(RECORDS FOR THE EXERCISE)
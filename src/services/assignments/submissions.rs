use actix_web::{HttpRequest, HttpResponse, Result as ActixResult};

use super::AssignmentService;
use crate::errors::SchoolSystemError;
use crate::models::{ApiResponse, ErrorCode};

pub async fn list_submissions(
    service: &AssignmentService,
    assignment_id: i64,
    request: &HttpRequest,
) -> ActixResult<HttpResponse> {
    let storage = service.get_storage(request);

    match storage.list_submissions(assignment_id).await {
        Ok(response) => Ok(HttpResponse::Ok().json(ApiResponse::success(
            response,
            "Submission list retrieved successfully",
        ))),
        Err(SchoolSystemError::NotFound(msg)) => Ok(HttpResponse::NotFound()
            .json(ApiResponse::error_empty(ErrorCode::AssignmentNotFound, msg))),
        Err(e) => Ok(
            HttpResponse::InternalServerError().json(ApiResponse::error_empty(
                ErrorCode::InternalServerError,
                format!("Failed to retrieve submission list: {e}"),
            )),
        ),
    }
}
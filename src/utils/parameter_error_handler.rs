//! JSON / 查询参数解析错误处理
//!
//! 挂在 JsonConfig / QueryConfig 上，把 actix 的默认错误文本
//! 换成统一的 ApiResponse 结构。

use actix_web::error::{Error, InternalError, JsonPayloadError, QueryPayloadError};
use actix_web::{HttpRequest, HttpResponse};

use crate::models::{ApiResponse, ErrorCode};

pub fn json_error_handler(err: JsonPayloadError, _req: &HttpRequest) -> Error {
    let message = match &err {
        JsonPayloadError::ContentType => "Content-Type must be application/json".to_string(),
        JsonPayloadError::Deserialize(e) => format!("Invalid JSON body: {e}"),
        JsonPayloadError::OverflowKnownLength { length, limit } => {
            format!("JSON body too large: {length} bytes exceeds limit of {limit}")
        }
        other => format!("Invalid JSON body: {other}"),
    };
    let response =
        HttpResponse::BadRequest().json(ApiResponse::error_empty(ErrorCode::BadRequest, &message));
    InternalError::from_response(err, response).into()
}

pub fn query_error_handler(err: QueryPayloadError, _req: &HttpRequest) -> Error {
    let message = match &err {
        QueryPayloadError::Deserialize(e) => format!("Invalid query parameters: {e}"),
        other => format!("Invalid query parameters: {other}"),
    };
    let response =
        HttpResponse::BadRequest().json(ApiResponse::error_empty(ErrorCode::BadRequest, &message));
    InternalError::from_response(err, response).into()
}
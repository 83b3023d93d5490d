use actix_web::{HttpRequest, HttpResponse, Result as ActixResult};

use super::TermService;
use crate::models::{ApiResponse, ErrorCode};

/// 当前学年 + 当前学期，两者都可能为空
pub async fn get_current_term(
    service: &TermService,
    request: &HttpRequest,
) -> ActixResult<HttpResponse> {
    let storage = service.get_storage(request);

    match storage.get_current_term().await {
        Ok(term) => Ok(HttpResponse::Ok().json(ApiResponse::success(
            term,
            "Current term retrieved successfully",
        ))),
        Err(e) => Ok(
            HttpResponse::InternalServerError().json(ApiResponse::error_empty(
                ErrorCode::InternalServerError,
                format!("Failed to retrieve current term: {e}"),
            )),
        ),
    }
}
(End RECORDS FOR THE EXERCISE)
(RECORDS FOR THE EXERCISE)
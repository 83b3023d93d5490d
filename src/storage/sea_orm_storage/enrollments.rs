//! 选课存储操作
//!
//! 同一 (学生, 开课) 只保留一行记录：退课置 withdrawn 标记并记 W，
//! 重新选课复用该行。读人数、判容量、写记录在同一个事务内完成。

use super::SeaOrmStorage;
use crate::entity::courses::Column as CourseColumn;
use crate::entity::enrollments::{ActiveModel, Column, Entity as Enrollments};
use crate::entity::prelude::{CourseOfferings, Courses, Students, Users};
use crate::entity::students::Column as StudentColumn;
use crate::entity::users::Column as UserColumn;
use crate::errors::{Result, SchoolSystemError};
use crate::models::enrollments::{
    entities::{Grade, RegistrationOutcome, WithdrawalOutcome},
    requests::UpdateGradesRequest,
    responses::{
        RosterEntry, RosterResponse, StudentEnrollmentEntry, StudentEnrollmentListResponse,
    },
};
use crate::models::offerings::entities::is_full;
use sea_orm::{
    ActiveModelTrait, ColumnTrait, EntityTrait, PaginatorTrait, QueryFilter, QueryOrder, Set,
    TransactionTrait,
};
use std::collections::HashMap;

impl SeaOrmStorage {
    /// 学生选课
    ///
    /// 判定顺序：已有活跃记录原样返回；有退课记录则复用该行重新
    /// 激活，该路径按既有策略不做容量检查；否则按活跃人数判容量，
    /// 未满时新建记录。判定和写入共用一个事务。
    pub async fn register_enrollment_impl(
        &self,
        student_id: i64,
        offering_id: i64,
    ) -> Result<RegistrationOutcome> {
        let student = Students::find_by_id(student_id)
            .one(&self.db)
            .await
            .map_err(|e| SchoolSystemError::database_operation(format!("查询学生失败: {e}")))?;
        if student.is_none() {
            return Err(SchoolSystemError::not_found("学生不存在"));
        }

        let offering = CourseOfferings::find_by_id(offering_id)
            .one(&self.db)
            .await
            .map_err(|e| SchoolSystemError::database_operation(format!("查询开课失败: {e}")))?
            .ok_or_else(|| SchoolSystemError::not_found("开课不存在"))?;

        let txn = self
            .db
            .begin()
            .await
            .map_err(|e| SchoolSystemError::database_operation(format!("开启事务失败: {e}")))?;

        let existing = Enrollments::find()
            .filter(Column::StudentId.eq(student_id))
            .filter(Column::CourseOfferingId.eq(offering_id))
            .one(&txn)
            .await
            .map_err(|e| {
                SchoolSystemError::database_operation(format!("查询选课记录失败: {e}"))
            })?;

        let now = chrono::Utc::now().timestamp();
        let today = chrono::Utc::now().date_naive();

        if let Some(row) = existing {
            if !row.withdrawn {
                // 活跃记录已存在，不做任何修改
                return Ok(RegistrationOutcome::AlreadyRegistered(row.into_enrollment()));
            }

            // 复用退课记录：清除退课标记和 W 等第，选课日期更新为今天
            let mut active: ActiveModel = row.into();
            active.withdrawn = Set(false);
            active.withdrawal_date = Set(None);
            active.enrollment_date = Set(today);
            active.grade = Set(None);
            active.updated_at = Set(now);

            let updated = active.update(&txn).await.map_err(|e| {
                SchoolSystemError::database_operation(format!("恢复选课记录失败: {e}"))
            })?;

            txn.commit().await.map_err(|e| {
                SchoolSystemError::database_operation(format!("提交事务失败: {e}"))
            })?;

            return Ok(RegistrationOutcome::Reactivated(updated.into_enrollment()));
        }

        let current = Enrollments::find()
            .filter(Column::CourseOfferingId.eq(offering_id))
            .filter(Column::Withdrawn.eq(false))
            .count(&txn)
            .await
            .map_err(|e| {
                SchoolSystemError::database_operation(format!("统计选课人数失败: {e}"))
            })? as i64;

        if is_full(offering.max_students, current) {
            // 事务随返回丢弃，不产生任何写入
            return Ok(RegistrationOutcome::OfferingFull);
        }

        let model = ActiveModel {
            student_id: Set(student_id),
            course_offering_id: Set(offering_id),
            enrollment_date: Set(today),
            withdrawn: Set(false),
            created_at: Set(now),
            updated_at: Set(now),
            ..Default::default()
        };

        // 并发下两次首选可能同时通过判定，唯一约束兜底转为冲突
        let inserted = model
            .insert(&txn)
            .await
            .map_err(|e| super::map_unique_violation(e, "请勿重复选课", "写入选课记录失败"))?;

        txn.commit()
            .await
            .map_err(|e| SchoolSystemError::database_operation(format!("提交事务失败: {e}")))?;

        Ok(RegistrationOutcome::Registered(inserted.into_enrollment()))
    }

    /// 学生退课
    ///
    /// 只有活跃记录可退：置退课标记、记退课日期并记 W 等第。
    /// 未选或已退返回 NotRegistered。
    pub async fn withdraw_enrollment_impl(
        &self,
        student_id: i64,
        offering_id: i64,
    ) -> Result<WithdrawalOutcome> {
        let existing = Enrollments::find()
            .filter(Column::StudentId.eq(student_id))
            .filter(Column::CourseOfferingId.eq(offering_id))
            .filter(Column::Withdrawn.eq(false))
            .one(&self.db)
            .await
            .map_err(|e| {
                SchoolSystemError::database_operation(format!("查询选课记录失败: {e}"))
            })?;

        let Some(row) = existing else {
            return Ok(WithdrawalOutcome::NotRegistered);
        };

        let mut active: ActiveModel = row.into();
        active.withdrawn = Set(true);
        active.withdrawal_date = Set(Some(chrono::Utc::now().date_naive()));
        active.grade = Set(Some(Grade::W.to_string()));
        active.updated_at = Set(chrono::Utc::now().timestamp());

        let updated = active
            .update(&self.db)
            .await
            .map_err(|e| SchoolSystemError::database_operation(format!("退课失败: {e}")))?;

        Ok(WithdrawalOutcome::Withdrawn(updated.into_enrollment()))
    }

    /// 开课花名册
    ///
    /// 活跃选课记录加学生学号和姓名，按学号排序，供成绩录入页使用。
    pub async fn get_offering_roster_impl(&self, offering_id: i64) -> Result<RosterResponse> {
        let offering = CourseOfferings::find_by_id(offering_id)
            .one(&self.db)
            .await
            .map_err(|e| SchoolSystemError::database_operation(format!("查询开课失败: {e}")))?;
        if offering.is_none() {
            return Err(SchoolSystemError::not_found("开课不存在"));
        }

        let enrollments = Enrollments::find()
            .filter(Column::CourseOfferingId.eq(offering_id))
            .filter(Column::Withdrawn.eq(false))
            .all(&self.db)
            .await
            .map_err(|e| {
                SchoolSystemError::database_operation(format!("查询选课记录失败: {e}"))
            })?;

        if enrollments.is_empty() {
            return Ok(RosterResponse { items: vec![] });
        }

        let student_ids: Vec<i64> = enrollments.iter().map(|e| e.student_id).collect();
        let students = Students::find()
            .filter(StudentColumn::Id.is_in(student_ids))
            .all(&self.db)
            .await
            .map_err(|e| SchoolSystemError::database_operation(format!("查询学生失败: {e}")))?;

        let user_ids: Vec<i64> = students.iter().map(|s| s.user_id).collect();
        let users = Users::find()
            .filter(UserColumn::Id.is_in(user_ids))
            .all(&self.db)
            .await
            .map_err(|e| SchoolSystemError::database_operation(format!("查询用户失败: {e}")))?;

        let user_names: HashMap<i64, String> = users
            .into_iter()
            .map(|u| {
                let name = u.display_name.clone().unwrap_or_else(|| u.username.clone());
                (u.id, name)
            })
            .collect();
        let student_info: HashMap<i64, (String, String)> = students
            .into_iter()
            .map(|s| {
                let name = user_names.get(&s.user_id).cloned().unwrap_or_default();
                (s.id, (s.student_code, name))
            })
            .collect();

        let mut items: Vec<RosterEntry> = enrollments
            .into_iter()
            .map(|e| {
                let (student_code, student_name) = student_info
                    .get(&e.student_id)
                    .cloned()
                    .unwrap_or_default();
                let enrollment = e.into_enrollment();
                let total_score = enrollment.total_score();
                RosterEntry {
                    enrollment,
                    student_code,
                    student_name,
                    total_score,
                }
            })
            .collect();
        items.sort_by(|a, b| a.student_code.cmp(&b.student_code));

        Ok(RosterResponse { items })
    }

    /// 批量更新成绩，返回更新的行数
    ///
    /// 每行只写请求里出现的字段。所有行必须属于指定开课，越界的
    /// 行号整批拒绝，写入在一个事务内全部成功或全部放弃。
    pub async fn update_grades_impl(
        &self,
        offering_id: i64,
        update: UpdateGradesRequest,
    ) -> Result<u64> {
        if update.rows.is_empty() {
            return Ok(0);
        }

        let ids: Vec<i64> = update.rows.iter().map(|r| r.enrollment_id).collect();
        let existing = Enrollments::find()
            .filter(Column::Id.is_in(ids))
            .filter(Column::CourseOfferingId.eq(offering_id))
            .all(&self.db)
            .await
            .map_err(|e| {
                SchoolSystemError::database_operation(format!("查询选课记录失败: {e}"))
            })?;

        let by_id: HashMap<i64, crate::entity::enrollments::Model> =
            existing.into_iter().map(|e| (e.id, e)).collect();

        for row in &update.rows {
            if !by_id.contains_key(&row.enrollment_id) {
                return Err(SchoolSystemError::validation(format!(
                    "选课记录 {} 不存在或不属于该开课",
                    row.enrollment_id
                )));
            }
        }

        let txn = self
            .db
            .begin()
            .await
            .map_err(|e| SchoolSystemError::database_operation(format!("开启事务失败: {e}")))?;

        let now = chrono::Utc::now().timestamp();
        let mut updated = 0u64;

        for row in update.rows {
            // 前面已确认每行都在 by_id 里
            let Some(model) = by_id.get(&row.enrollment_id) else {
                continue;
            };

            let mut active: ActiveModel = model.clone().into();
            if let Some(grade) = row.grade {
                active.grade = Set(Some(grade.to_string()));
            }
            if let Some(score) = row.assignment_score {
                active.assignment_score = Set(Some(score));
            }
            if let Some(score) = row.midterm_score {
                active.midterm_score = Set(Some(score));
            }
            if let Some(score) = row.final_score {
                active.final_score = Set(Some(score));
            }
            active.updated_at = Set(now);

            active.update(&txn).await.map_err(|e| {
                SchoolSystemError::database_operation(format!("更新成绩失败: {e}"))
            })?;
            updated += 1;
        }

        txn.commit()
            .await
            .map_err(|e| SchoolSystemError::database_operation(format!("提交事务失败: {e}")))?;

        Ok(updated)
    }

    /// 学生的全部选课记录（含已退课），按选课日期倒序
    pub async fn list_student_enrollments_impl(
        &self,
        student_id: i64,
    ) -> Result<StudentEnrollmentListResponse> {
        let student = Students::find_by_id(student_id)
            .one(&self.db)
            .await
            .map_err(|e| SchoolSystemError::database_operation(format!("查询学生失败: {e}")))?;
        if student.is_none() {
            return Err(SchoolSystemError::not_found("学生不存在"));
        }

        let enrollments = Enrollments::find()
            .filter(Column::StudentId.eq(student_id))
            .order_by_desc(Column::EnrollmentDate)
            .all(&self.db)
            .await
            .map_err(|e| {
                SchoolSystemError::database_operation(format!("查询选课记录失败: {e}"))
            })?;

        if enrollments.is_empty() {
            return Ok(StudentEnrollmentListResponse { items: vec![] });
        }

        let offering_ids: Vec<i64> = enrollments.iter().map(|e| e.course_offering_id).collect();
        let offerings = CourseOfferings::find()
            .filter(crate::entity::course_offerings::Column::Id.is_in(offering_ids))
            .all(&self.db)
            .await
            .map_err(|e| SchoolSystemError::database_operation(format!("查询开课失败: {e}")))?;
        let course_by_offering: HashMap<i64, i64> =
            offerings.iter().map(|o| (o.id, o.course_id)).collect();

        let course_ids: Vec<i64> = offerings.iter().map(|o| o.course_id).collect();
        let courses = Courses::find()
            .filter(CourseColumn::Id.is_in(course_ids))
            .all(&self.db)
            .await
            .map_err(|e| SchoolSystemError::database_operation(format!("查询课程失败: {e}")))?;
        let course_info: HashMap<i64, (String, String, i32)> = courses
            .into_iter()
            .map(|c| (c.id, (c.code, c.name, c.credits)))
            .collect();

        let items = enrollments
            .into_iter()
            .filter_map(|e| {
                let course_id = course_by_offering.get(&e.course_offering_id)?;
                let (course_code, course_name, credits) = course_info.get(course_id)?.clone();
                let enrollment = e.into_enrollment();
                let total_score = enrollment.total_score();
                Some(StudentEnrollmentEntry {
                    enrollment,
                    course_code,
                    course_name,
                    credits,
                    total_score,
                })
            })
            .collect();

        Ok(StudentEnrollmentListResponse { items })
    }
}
(End RECORDS FOR THE EXERCISE)
#### AIM OF THE TASK:
Which lines in the records above contain the string "credits"? Copy them.

#### RESPONSE AREA:
            .map(|c| (c.id, (c.code, c.name, c.credits)))
                let (course_code, course_name, credits) = course_info.get(course_id)?.clone();
                    credits,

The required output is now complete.